Le hibou qui ne savait pas chuchoter
La nuit venait de se poser sur la forêt, et tout le monde s'installait pour dormir.
Dans le grand hêtre creux, un jeune hibou ouvrit un œil, puis l'autre. Il s'appelait Nestor. Il avait des plumes encore un peu ébouriffées et deux pattes toutes neuves.
Nestor était très content. Il gonfla sa poitrine, leva le bec vers la lune, et il chanta.
— HOU ! HOU ! HOUUU !
Les feuilles tremblèrent. Une pomme de pin tomba. Au loin, un poisson sauta dans la mare, juste de surprise.
Dans le noisetier, une tête rousse sortit d'un trou.
— Nestor, dit Framboise l'écureuil en se frottant les yeux. Tu chantes très bien. Mais tu chantes très fort.
— Ah bon ? Pourtant, moi, je m'entends à peine.

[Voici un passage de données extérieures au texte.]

//! Transfer configuration and errors
//!
//! Settings shared by the sender and receiver pipelines, plus the error type
//! that ends a transfer.

use crate::congestion::DEFAULT_SSTHRESH;
use crate::packet::MAX_PAYLOAD_SIZE;
use crate::rtt::INITIAL_RTO;
use std::time::Duration;
use thiserror::Error;

/// Default number of consecutive timeouts tolerated before aborting
pub const DEFAULT_MAX_CONSECUTIVE_TIMEOUTS: u32 = 10;

/// Default number of times the EOF marker is sent
pub const DEFAULT_EOF_REPEATS: u32 = 5;

/// Default gap between EOF marker copies
pub const DEFAULT_EOF_INTERVAL: Duration = Duration::from_millis(100);

/// Default bound on out-of-order segments held by the receiver
pub const DEFAULT_MAX_BUFFERED_SEGMENTS: usize = 200;

/// How the sender bounds bytes in flight
#[derive(Debug, Clone, Copy, PartialEq, Eq)]
pub enum WindowPolicy {
    /// Constant send window (bytes); the congestion controller still runs
    /// but does not limit sending
    Fixed(u32),
    /// Window follows the congestion controller
    Congestion {
        /// Starting slow-start threshold (bytes)
        initial_ssthresh: u32,
    },
}

impl Default for WindowPolicy {
    fn default() -> Self {
        WindowPolicy::Congestion {
            initial_ssthresh: DEFAULT_SSTHRESH,
        }
    }
}

/// Sender pipeline configuration
#[derive(Debug, Clone, PartialEq)]
pub struct SenderConfig {
    /// Maximum payload per segment (bytes)
    pub mss: u32,
    /// Window policy
    pub window: WindowPolicy,
    /// Consecutive timeouts after which the transfer is abandoned
    pub max_consecutive_timeouts: u32,
    /// Number of EOF markers sent once all data is acknowledged
    pub eof_repeats: u32,
    /// Gap between consecutive EOF markers
    pub eof_interval: Duration,
    /// Retransmission timeout before the first RTT sample
    pub initial_rto: Duration,
}

impl Default for SenderConfig {
    fn default() -> Self {
        SenderConfig {
            mss: MAX_PAYLOAD_SIZE as u32,
            window: WindowPolicy::default(),
            max_consecutive_timeouts: DEFAULT_MAX_CONSECUTIVE_TIMEOUTS,
            eof_repeats: DEFAULT_EOF_REPEATS,
            eof_interval: DEFAULT_EOF_INTERVAL,
            initial_rto: INITIAL_RTO,
        }
    }
}

impl SenderConfig {
    /// Sender with a fixed send window of `sws` bytes
    pub fn fixed_window(sws: u32) -> Self {
        SenderConfig {
            window: WindowPolicy::Fixed(sws),
            ..Default::default()
        }
    }

    /// Check that the configuration can make progress
    pub fn validate(&self) -> Result<(), TransferError> {
        if self.mss == 0 || self.mss as usize > MAX_PAYLOAD_SIZE {
            return Err(TransferError::InvalidConfig(format!(
                "mss must be between 1 and {MAX_PAYLOAD_SIZE}, got {}",
                self.mss
            )));
        }
        if let WindowPolicy::Fixed(sws) = self.window {
            if sws < self.mss {
                return Err(TransferError::InvalidConfig(format!(
                    "send window {sws} is smaller than one segment ({})",
                    self.mss
                )));
            }
        }
        if self.max_consecutive_timeouts == 0 {
            return Err(TransferError::InvalidConfig(
                "max_consecutive_timeouts must be at least 1".to_string(),
            ));
        }
        if self.eof_repeats == 0 {
            return Err(TransferError::InvalidConfig(
                "eof_repeats must be at least 1".to_string(),
            ));
        }
        Ok(())
    }
}

/// Receiver pipeline configuration
#[derive(Debug, Clone, Copy, PartialEq, Eq)]
pub struct ReceiverConfig {
    /// Maximum out-of-order segments held at once
    pub max_buffered_segments: usize,
}

impl Default for ReceiverConfig {
    fn default() -> Self {
        ReceiverConfig {
            max_buffered_segments: DEFAULT_MAX_BUFFERED_SEGMENTS,
        }
    }
}

/// Errors that end a transfer
#[derive(Error, Debug)]
pub enum TransferError {
    #[error("Transfer abandoned after {consecutive_timeouts} consecutive timeouts")]
    Unrecoverable { consecutive_timeouts: u32 },

    #[error("Invalid configuration: {0}")]
    InvalidConfig(String),

    #[error("IO error: {0}")]
    Io(#[from] std::io::Error),
}

#[cfg(test)]
mod tests {
    use super::*;

    #[test]
    fn test_default_config_valid() {
        let config = SenderConfig::default();
        assert_eq!(config.mss, 1180);
        assert!(config.validate().is_ok());
        assert!(ReceiverConfig::default().max_buffered_segments > 0);
    }

    #[test]
    fn test_fixed_window_below_mss_rejected() {
        let config = SenderConfig::fixed_window(1000);
        assert!(matches!(
            config.validate(),
            Err(TransferError::InvalidConfig(_))
        ));

        assert!(SenderConfig::fixed_window(1180).validate().is_ok());
    }

    #[test]
    fn test_zero_limits_rejected() {
        let config = SenderConfig {
            max_consecutive_timeouts: 0,
            ..Default::default()
        };
        assert!(config.validate().is_err());

        let config = SenderConfig {
            mss: 0,
            ..Default::default()
        };
        assert!(config.validate().is_err());

        let config = SenderConfig {
            mss: 1181,
            ..Default::default()
        };
        assert!(config.validate().is_err());
    }

    #[test]
    fn test_error_display() {
        let err = TransferError::Unrecoverable {
            consecutive_timeouts: 10,
        };
        assert_eq!(
            err.to_string(),
            "Transfer abandoned after 10 consecutive timeouts"
        );
    }
}
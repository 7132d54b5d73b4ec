//! RDT Client - download a file from an RDT server
//!
//! Sends the connection request, writes the received stream to a file (or
//! stdout) and acknowledges every segment.

use anyhow::Context;
use clap::Parser;
use rdt::io::RdtSocket;
use rdt::Client;
use rdt_cli::{display_receive_report, init_logging, Config};
use std::fs::File;
use std::io::{self, BufWriter, Write};
use std::net::SocketAddr;
use std::path::PathBuf;

#[derive(Parser, Debug)]
#[command(name = "rdt-client")]
#[command(about = "Reliable UDP file client", long_about = None)]
struct Args {
    /// Server address
    #[arg(short, long)]
    server: Option<SocketAddr>,

    /// Output file (use '-' for stdout)
    #[arg(short, long)]
    output: Option<PathBuf>,

    /// Local bind address
    #[arg(short, long)]
    bind: Option<SocketAddr>,

    /// TOML configuration file; flags override its [client] section
    #[arg(short, long)]
    config: Option<PathBuf>,

    /// Verbose output
    #[arg(short, long)]
    verbose: bool,
}

fn main() -> anyhow::Result<()> {
    let args = Args::parse();
    init_logging(args.verbose);

    let mut section = Config::load(args.config.as_deref())
        .context("failed to load configuration")?
        .client;
    if let Some(server) = args.server {
        section.server = Some(server);
    }
    if let Some(output) = args.output {
        section.output = Some(output);
    }
    if let Some(bind) = args.bind {
        section.bind = bind;
    }

    let server = section
        .server
        .context("no server address given (use --server or [client].server)")?;
    let output = section
        .output
        .clone()
        .context("no output file given (use --output or [client].output)")?;
    let config = section.client_config()?;

    let socket = RdtSocket::bind(section.bind)
        .with_context(|| format!("failed to bind {}", section.bind))?;
    let client = Client::new(socket, config);

    tracing::info!("Requesting stream from {}", server);

    let sink: Box<dyn Write> = if output.as_os_str() == "-" {
        tracing::info!("Writing to stdout");
        Box::new(BufWriter::new(io::stdout()))
    } else {
        tracing::info!("Writing to file: {}", output.display());
        let file = File::create(&output)
            .with_context(|| format!("failed to create {}", output.display()))?;
        Box::new(BufWriter::new(file))
    };

    let (_sink, report) = client.download(server, sink)?;
    if output.as_os_str() != "-" {
        display_receive_report(&report);
    }

    Ok(())
}
//! RDT Server - serve one file reliably over UDP
//!
//! Waits for a client request, then streams the input file using either a
//! fixed send window or Reno congestion control.

use anyhow::Context;
use clap::Parser;
use rdt::io::RdtSocket;
use rdt::Server;
use rdt_cli::{display_send_report, init_logging, Config, WindowMode};
use std::fs::File;
use std::io::BufReader;
use std::net::SocketAddr;
use std::path::PathBuf;

#[derive(Parser, Debug)]
#[command(name = "rdt-server")]
#[command(about = "Reliable UDP file server", long_about = None)]
struct Args {
    /// Listen address
    #[arg(short, long)]
    bind: Option<SocketAddr>,

    /// File to serve
    #[arg(short, long)]
    input: Option<PathBuf>,

    /// Window mode
    #[arg(short, long, value_enum)]
    mode: Option<WindowMode>,

    /// Send window in bytes (fixed mode)
    #[arg(long)]
    sws: Option<u32>,

    /// Initial slow-start threshold in bytes (congestion mode)
    #[arg(long)]
    ssthresh: Option<u32>,

    /// TOML configuration file; flags override its [server] section
    #[arg(short, long)]
    config: Option<PathBuf>,

    /// Keep serving clients instead of exiting after the first transfer
    #[arg(long)]
    forever: bool,

    /// Verbose output
    #[arg(short, long)]
    verbose: bool,
}

fn main() -> anyhow::Result<()> {
    let args = Args::parse();
    init_logging(args.verbose);

    let mut section = Config::load(args.config.as_deref())
        .context("failed to load configuration")?
        .server;
    if let Some(bind) = args.bind {
        section.bind = bind;
    }
    if let Some(input) = args.input {
        section.input = Some(input);
    }
    if let Some(mode) = args.mode {
        section.mode = mode;
    }
    if let Some(sws) = args.sws {
        section.sws = sws;
    }
    if let Some(ssthresh) = args.ssthresh {
        section.ssthresh = ssthresh;
    }

    let input = section
        .input
        .clone()
        .context("no input file given (use --input or [server].input)")?;
    let config = section.server_config()?;

    let socket = RdtSocket::bind(section.bind)
        .with_context(|| format!("failed to bind {}", section.bind))?;
    let server = Server::new(socket, config);

    tracing::info!(
        "RDT server listening on {} (mode: {:?}, input: {})",
        server.local_addr()?,
        section.mode,
        input.display()
    );

    loop {
        let peer = server.accept()?;
        let file = File::open(&input)
            .with_context(|| format!("failed to open {}", input.display()))?;

        let report = server.serve(peer, BufReader::new(file))?;
        display_send_report(&report);

        if !args.forever {
            break;
        }
    }

    Ok(())
}
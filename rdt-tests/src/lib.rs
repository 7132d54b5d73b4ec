//! Shared helpers for RDT integration tests
//!
//! [`simulate`] runs a sender and a receiver pipeline against each other over
//! a virtual-time link. No sockets or sleeps are involved, so fault patterns
//! replay exactly.

use rdt_io::Delivery;
use rdt_protocol::{
    ReceiverAction, ReceiverConfig, ReceiverPipeline, ReceiverStats, SenderConfig,
    SenderPipeline, SenderStats, TransferError, TransmitKind, Transmission,
};
use std::cmp::Reverse;
use std::collections::BinaryHeap;
use std::io::Cursor;
use std::time::{Duration, Instant};

/// Upper bound on simulation steps before giving up
pub const MAX_STEPS: usize = 200_000;

/// Deterministic, non-repeating-looking test data
pub fn pattern(len: usize) -> Vec<u8> {
    (0..len).map(|i| (i * 31 + i / 251) as u8).collect()
}

/// Which way a datagram travels
#[derive(Debug, Clone, Copy, PartialEq, Eq, PartialOrd, Ord)]
pub enum Direction {
    /// Data and EOF segments
    ToReceiver,
    /// ACKs
    ToSender,
}

/// Virtual link timing
#[derive(Debug, Clone, Copy)]
pub struct LinkConfig {
    /// Delay applied to every delivered datagram
    pub one_way_delay: Duration,
    /// Extra delay for datagrams the fault model holds back
    pub hold_delay: Duration,
    /// Receiver settings
    pub receiver: ReceiverConfig,
}

impl Default for LinkConfig {
    fn default() -> Self {
        LinkConfig {
            one_way_delay: Duration::from_millis(10),
            hold_delay: Duration::from_millis(25),
            receiver: ReceiverConfig::default(),
        }
    }
}

/// Result of a simulated transfer
#[derive(Debug)]
pub struct TransferOutcome {
    /// Bytes written to the receiver's sink
    pub received: Vec<u8>,
    /// Whether the receiver saw the complete stream
    pub receiver_closed: bool,
    /// Whether the sender finished
    pub sender_closed: bool,
    /// Sender counters
    pub sender: SenderStats,
    /// Receiver counters
    pub receiver: ReceiverStats,
    /// Times new data was sent while flight exceeded the window limit
    pub window_violations: usize,
    /// Virtual time taken
    pub elapsed: Duration,
}

type Wire = BinaryHeap<Reverse<(Instant, u64, Direction, Vec<u8>)>>;

struct Link<F> {
    wire: Wire,
    next_id: u64,
    config: LinkConfig,
    fault: F,
}

impl<F: FnMut(Direction, &[u8]) -> Delivery> Link<F> {
    fn send(&mut self, now: Instant, direction: Direction, datagram: Vec<u8>) {
        let at = now + self.config.one_way_delay;
        match (self.fault)(direction, &datagram) {
            Delivery::Drop => {}
            Delivery::Deliver => self.push(at, direction, datagram),
            Delivery::Duplicate => {
                self.push(at, direction, datagram.clone());
                self.push(at, direction, datagram);
            }
            Delivery::Hold => self.push(at + self.config.hold_delay, direction, datagram),
        }
    }

    fn push(&mut self, at: Instant, direction: Direction, datagram: Vec<u8>) {
        self.next_id += 1;
        self.wire
            .push(Reverse((at, self.next_id, direction, datagram)));
    }
}

/// Transfer `data` through a virtual link whose faults are decided by `fault`
///
/// Runs until both sides are done or nothing is left to happen.
pub fn simulate<F>(
    data: &[u8],
    sender_config: SenderConfig,
    link: LinkConfig,
    fault: F,
) -> Result<TransferOutcome, TransferError>
where
    F: FnMut(Direction, &[u8]) -> Delivery,
{
    let start = Instant::now();
    let mut now = start;
    let mut sender = SenderPipeline::new(Cursor::new(data.to_vec()), sender_config)?;
    let mut receiver = ReceiverPipeline::new(Vec::new(), link.receiver);
    let mut link = Link {
        wire: BinaryHeap::new(),
        next_id: 0,
        config: link,
        fault,
    };
    let mut window_violations = 0;

    let mut emit = |link: &mut Link<F>,
                    sender: &SenderPipeline<Cursor<Vec<u8>>>,
                    now: Instant,
                    out: Vec<Transmission>| {
        if out.iter().any(|t| t.kind == TransmitKind::New)
            && sender.flight_size() > sender.window_limit()
        {
            window_violations += 1;
        }
        for t in out {
            link.send(now, Direction::ToReceiver, t.segment.to_bytes().to_vec());
        }
    };

    let out = sender.poll_transmit(now)?;
    emit(&mut link, &sender, now, out);

    for _ in 0..MAX_STEPS {
        if sender.is_closed() && receiver.is_closed() {
            break;
        }

        let next_wire = link.wire.peek().map(|Reverse((at, ..))| *at);
        let deadline = sender.next_deadline();
        let wire_first = match (next_wire, deadline) {
            (Some(w), Some(d)) => w <= d,
            (Some(_), None) => true,
            (None, Some(_)) => false,
            (None, None) => break,
        };

        if wire_first {
            let Some(Reverse((at, _, direction, datagram))) = link.wire.pop() else {
                break;
            };
            now = now.max(at);
            match direction {
                Direction::ToReceiver => match receiver.on_datagram(&datagram)? {
                    ReceiverAction::Ack(ack) | ReceiverAction::Close(ack) => {
                        link.send(now, Direction::ToSender, ack.to_bytes().to_vec());
                    }
                    ReceiverAction::Ignored => {}
                },
                Direction::ToSender => {
                    let out = sender.on_datagram(&datagram, now)?;
                    emit(&mut link, &sender, now, out);
                }
            }
        } else if let Some(deadline) = deadline {
            now = now.max(deadline);
            let out = sender.on_timeout(now)?;
            emit(&mut link, &sender, now, out);
        }

        let out = sender.poll_transmit(now)?;
        emit(&mut link, &sender, now, out);
    }

    Ok(TransferOutcome {
        receiver_closed: receiver.is_closed(),
        sender_closed: sender.is_closed(),
        sender: sender.stats().clone(),
        receiver: receiver.stats().clone(),
        window_violations,
        elapsed: now - start,
        received: receiver.into_sink(),
    })
}

/// Fault model that delivers everything
pub fn perfect(_: Direction, _: &[u8]) -> Delivery {
    Delivery::Deliver
}

/// Sequence number of a data datagram, if it is one
pub fn data_seq(datagram: &[u8]) -> Option<u32> {
    match rdt_protocol::Packet::from_bytes(datagram) {
        Ok(rdt_protocol::Packet::Data(segment)) => Some(segment.seq),
        _ => None,
    }
}
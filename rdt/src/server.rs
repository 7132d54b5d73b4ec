//! Server side: wait for a request, then stream a byte source to the client

use crate::error::SessionError;
use crate::event::{wait_for_event, Event, RECV_BUFFER_SIZE};
use crate::report::SendReport;
use rdt_io::socket::DatagramSocket;
use rdt_io::time::Timer;
use rdt_protocol::handshake::is_request;
use rdt_protocol::{SenderConfig, SenderPipeline, Transmission};
use std::io::Read;
use std::net::SocketAddr;
use std::time::{Duration, Instant};
use tracing::{debug, info};

/// Server configuration
#[derive(Debug, Clone, PartialEq)]
pub struct ServerConfig {
    /// Sender pipeline settings
    pub sender: SenderConfig,
    /// Longest single wait while idle (accepting, or with nothing in flight)
    pub poll_interval: Duration,
    /// How often transfer progress is logged
    pub progress_interval: Duration,
}

impl Default for ServerConfig {
    fn default() -> Self {
        ServerConfig {
            sender: SenderConfig::default(),
            poll_interval: Duration::from_secs(1),
            progress_interval: Duration::from_secs(2),
        }
    }
}

/// Single-client file server
pub struct Server<S: DatagramSocket> {
    socket: S,
    config: ServerConfig,
}

impl<S: DatagramSocket> Server<S> {
    /// Create a server on a bound socket
    pub fn new(socket: S, config: ServerConfig) -> Self {
        Server { socket, config }
    }

    /// Local address the server listens on
    pub fn local_addr(&self) -> Result<SocketAddr, SessionError> {
        Ok(self.socket.local_addr()?)
    }

    /// Server configuration
    pub fn config(&self) -> &ServerConfig {
        &self.config
    }

    /// Wait for a connection request and return the client address
    pub fn accept(&self) -> Result<SocketAddr, SessionError> {
        loop {
            if let Some(peer) = self.accept_timeout(self.config.poll_interval)? {
                return Ok(peer);
            }
        }
    }

    /// Wait up to `timeout` for a connection request
    pub fn accept_timeout(&self, timeout: Duration) -> Result<Option<SocketAddr>, SessionError> {
        let deadline = Instant::now() + timeout;
        let mut buf = [0u8; RECV_BUFFER_SIZE];

        loop {
            match wait_for_event(&self.socket, &mut buf, Some(deadline), timeout)? {
                Event::Datagram { payload, from } if is_request(&payload) => {
                    info!(peer = %from, "connection request received");
                    return Ok(Some(from));
                }
                Event::Datagram { payload, from } => {
                    debug!(peer = %from, len = payload.len(), "non-request datagram ignored");
                }
                Event::DeadlineElapsed => return Ok(None),
            }
        }
    }

    /// Stream `source` to `peer` until every byte is acknowledged
    pub fn serve<R: Read>(&self, peer: SocketAddr, source: R) -> Result<SendReport, SessionError> {
        let mut sender = SenderPipeline::new(source, self.config.sender.clone())?;
        let mut buf = [0u8; RECV_BUFFER_SIZE];

        let start = Instant::now();
        let mut progress = Timer::new(self.config.progress_interval, start);
        info!(peer = %peer, window = ?self.config.sender.window, "transfer started");

        let initial = sender.poll_transmit(start)?;
        self.send_all(peer, &initial)?;

        while !sender.is_closed() {
            let event = wait_for_event(
                &self.socket,
                &mut buf,
                sender.next_deadline(),
                self.config.poll_interval,
            )?;
            let now = Instant::now();

            let out = match event {
                Event::Datagram { payload, from } if from != peer => {
                    debug!(from = %from, len = payload.len(), "datagram from unknown peer ignored");
                    Vec::new()
                }
                Event::Datagram { payload, .. } if is_request(&payload) => {
                    debug!("repeated connection request ignored");
                    Vec::new()
                }
                Event::Datagram { payload, .. } => sender.on_datagram(&payload, now)?,
                Event::DeadlineElapsed => sender.on_timeout(now)?,
            };
            self.send_all(peer, &out)?;

            let out = sender.poll_transmit(now)?;
            self.send_all(peer, &out)?;

            if progress.try_fire(now) {
                let cc = sender.congestion_stats();
                info!(
                    acked = sender.base(),
                    in_flight = sender.flight_size(),
                    cwnd = cc.cwnd,
                    ssthresh = cc.ssthresh,
                    phase = ?cc.phase,
                    rto_ms = sender.rto().as_millis() as u64,
                    "transfer progress"
                );
            }
        }

        let report = SendReport {
            bytes: sender.base() as u64,
            duration: start.elapsed(),
            stats: sender.stats().clone(),
            congestion: sender.congestion_stats(),
            srtt: sender.rtt().srtt(),
            rto: sender.rto(),
        };
        info!(
            peer = %peer,
            bytes = report.bytes,
            retransmissions = report.stats.retransmissions,
            elapsed_ms = report.duration.as_millis() as u64,
            "transfer complete"
        );
        Ok(report)
    }

    fn send_all(&self, peer: SocketAddr, out: &[Transmission]) -> Result<(), SessionError> {
        for t in out {
            self.socket.send_to(&t.segment.to_bytes(), peer)?;
        }
        Ok(())
    }
}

— C'est parce que tu es à l'intérieur de ta voix, dit Framboise. Moi, j'avais presque fini de m'endormir : il ne restait qu'un petit bout de sommeil.
Nestor baissa la tête. Ses plumes se couchèrent le long de son ventre.
— Je ne voulais pas vous réveiller. Je ne sais pas chuchoter.
— Alors on va apprendre, dit Framboise. Ça s'apprend, comme grimper.
Une branche craqua. Un vieux hibou gris se posa sans plus de bruit qu'un châle qui tombe : Théophile, le plus ancien de la forêt.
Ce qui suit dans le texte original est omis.